ABOUT THIS EXERCISE
Nothing less than an exact copy of all the records is required.

DATASET RECORDS
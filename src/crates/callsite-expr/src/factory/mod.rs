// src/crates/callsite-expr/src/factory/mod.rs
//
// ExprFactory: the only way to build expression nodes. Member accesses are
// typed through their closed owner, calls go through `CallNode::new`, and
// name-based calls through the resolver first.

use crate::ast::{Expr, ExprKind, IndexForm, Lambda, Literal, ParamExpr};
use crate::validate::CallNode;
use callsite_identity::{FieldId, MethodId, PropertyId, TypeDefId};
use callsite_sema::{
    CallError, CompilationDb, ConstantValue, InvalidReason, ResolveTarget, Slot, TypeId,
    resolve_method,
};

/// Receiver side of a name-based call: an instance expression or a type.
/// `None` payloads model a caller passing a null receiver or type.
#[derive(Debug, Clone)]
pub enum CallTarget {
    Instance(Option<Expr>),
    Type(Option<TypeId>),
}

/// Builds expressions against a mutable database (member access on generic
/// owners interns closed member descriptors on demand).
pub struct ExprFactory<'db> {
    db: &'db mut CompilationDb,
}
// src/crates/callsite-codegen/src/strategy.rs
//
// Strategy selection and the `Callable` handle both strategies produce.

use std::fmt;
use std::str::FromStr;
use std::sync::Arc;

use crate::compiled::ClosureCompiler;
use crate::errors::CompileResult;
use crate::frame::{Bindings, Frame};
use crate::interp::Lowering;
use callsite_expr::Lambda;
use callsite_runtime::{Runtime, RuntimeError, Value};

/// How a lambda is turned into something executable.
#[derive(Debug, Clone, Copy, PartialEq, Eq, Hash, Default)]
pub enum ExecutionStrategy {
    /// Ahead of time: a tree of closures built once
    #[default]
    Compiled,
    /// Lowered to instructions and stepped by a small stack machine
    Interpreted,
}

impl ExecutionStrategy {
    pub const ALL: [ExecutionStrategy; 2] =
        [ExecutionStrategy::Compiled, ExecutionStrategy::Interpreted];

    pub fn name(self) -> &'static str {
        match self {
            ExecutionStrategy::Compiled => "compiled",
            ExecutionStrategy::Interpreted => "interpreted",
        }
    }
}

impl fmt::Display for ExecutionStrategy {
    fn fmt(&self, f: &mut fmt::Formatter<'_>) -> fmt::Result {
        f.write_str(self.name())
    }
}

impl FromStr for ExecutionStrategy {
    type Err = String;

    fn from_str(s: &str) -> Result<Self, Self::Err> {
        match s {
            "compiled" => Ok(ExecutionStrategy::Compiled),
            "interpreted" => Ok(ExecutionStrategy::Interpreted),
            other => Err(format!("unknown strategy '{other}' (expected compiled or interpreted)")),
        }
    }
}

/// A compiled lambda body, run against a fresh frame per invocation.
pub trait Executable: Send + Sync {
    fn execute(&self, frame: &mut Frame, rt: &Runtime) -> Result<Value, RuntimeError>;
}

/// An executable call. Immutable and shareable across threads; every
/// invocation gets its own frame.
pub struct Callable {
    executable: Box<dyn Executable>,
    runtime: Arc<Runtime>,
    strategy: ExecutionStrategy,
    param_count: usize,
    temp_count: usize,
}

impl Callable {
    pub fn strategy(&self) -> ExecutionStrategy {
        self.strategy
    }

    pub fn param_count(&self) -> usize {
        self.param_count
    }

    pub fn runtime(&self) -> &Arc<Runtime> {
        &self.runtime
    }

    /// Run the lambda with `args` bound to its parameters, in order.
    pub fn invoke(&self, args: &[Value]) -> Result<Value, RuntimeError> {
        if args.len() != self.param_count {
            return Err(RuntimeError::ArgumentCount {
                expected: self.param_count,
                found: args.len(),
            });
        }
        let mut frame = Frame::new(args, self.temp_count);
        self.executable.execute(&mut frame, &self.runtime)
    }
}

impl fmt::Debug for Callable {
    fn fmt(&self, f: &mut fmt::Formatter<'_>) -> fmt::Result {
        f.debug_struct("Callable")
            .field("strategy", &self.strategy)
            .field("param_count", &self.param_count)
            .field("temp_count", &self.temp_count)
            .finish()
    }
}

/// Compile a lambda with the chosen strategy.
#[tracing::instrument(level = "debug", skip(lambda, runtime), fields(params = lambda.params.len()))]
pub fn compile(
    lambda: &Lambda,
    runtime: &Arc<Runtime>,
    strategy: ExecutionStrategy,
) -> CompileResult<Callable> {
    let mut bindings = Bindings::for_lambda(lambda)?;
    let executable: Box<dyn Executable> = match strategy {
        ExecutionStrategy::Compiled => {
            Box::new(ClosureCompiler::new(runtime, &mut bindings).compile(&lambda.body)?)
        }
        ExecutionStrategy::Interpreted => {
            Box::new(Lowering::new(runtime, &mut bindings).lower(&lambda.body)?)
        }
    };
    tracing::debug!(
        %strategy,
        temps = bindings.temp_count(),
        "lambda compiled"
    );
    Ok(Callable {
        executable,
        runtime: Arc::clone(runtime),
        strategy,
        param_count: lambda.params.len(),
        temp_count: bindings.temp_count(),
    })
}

THE COMPLETED TASK
filename src/crates/callsite-expr/src/factory/mod.rs
// src/crates/callsite-expr/src/factory/mod.rs
//
// ExprFactory: the only way to build expression nodes. Member accesses are
// typed through their closed owner, calls go through `CallNode::new`, and
// name-based calls through the resolver first.

use crate::ast::{Expr, ExprKind, IndexForm, Lambda, Literal, ParamExpr};
use crate::validate::CallNode;
use callsite_identity::{FieldId, MethodId, PropertyId, TypeDefId};
use callsite_sema::{
    CallError, CompilationDb, ConstantValue, InvalidReason, ResolveTarget, Slot, TypeId,
    resolve_method,
};

/// Receiver side of a name-based call: an instance expression or a type.
/// `None` payloads model a caller passing a null receiver or type.
#[derive(Debug, Clone)]
pub enum CallTarget {
    Instance(Option<Expr>),
    Type(Option<TypeId>),
}

/// Builds expressions against a mutable database (member access on generic
/// owners interns closed member descriptors on demand).
pub struct ExprFactory<'db> {
    db: &'db mut CompilationDb,
}
// src/crates/callsite-codegen/src/strategy.rs
//
// Strategy selection and the `Callable` handle both strategies produce.

use std::fmt;
use std::str::FromStr;
use std::sync::Arc;

use crate::compiled::ClosureCompiler;
use crate::errors::CompileResult;
use crate::frame::{Bindings, Frame};
use crate::interp::Lowering;
use callsite_expr::Lambda;
use callsite_runtime::{Runtime, RuntimeError, Value};

/// How a lambda is turned into something executable.
#[derive(Debug, Clone, Copy, PartialEq, Eq, Hash, Default)]
pub enum ExecutionStrategy {
    /// Ahead of time: a tree of closures built once
    #[default]
    Compiled,
    /// Lowered to instructions and stepped by a small stack machine
    Interpreted,
}

impl ExecutionStrategy {
    pub const ALL: [ExecutionStrategy; 2] =
        [ExecutionStrategy::Compiled, ExecutionStrategy::Interpreted];

    pub fn name(self) -> &'static str {
        match self {
            ExecutionStrategy::Compiled => "compiled",
            ExecutionStrategy::Interpreted => "interpreted",
        }
    }
}

impl fmt::Display for ExecutionStrategy {
    fn fmt(&self, f: &mut fmt::Formatter<'_>) -> fmt::Result {
        f.write_str(self.name())
    }
}

impl FromStr for ExecutionStrategy {
    type Err = String;

    fn from_str(s: &str) -> Result<Self, Self::Err> {
        match s {
            "compiled" => Ok(ExecutionStrategy::Compiled),
            "interpreted" => Ok(ExecutionStrategy::Interpreted),
            other => Err(format!("unknown strategy '{other}' (expected compiled or interpreted)")),
        }
    }
}

/// A compiled lambda body, run against a fresh frame per invocation.
pub trait Executable: Send + Sync {
    fn execute(&self, frame: &mut Frame, rt: &Runtime) -> Result<Value, RuntimeError>;
}

/// An executable call. Immutable and shareable across threads; every
/// invocation gets its own frame.
pub struct Callable {
    executable: Box<dyn Executable>,
    runtime: Arc<Runtime>,
    strategy: ExecutionStrategy,
    param_count: usize,
    temp_count: usize,
}

impl Callable {
    pub fn strategy(&self) -> ExecutionStrategy {
        self.strategy
    }

    pub fn param_count(&self) -> usize {
        self.param_count
    }

    pub fn runtime(&self) -> &Arc<Runtime> {
        &self.runtime
    }

    /// Run the lambda with `args` bound to its parameters, in order.
    pub fn invoke(&self, args: &[Value]) -> Result<Value, RuntimeError> {
        if args.len() != self.param_count {
            return Err(RuntimeError::ArgumentCount {
                expected: self.param_count,
                found: args.len(),
            });
        }
        let mut frame = Frame::new(args, self.temp_count);
        self.executable.execute(&mut frame, &self.runtime)
    }
}

impl fmt::Debug for Callable {
    fn fmt(&self, f: &mut fmt::Formatter<'_>) -> fmt::Result {
        f.debug_struct("Callable")
            .field("strategy", &self.strategy)
            .field("param_count", &self.param_count)
            .field("temp_count", &self.temp_count)
            .finish()
    }
}

/// Compile a lambda with the chosen strategy.
#[tracing::instrument(level = "debug", skip(lambda, runtime), fields(params = lambda.params.len()))]
pub fn compile(
    lambda: &Lambda,
    runtime: &Arc<Runtime>,
    strategy: ExecutionStrategy,
) -> CompileResult<Callable> {
    let mut bindings = Bindings::for_lambda(lambda)?;
    let executable: Box<dyn Executable> = match strategy {
        ExecutionStrategy::Compiled => {
            Box::new(ClosureCompiler::new(runtime, &mut bindings).compile(&lambda.body)?)
        }
        ExecutionStrategy::Interpreted => {
            Box::new(Lowering::new(runtime, &mut bindings).lower(&lambda.body)?)
        }
    };
    tracing::debug!(
        %strategy,
        temps = bindings.temp_count(),
        "lambda compiled"
    );
    Ok(Callable {
        executable,
        runtime: Arc::clone(runtime),
        strategy,
        param_count: lambda.params.len(),
        temp_count: bindings.temp_count(),
    })
}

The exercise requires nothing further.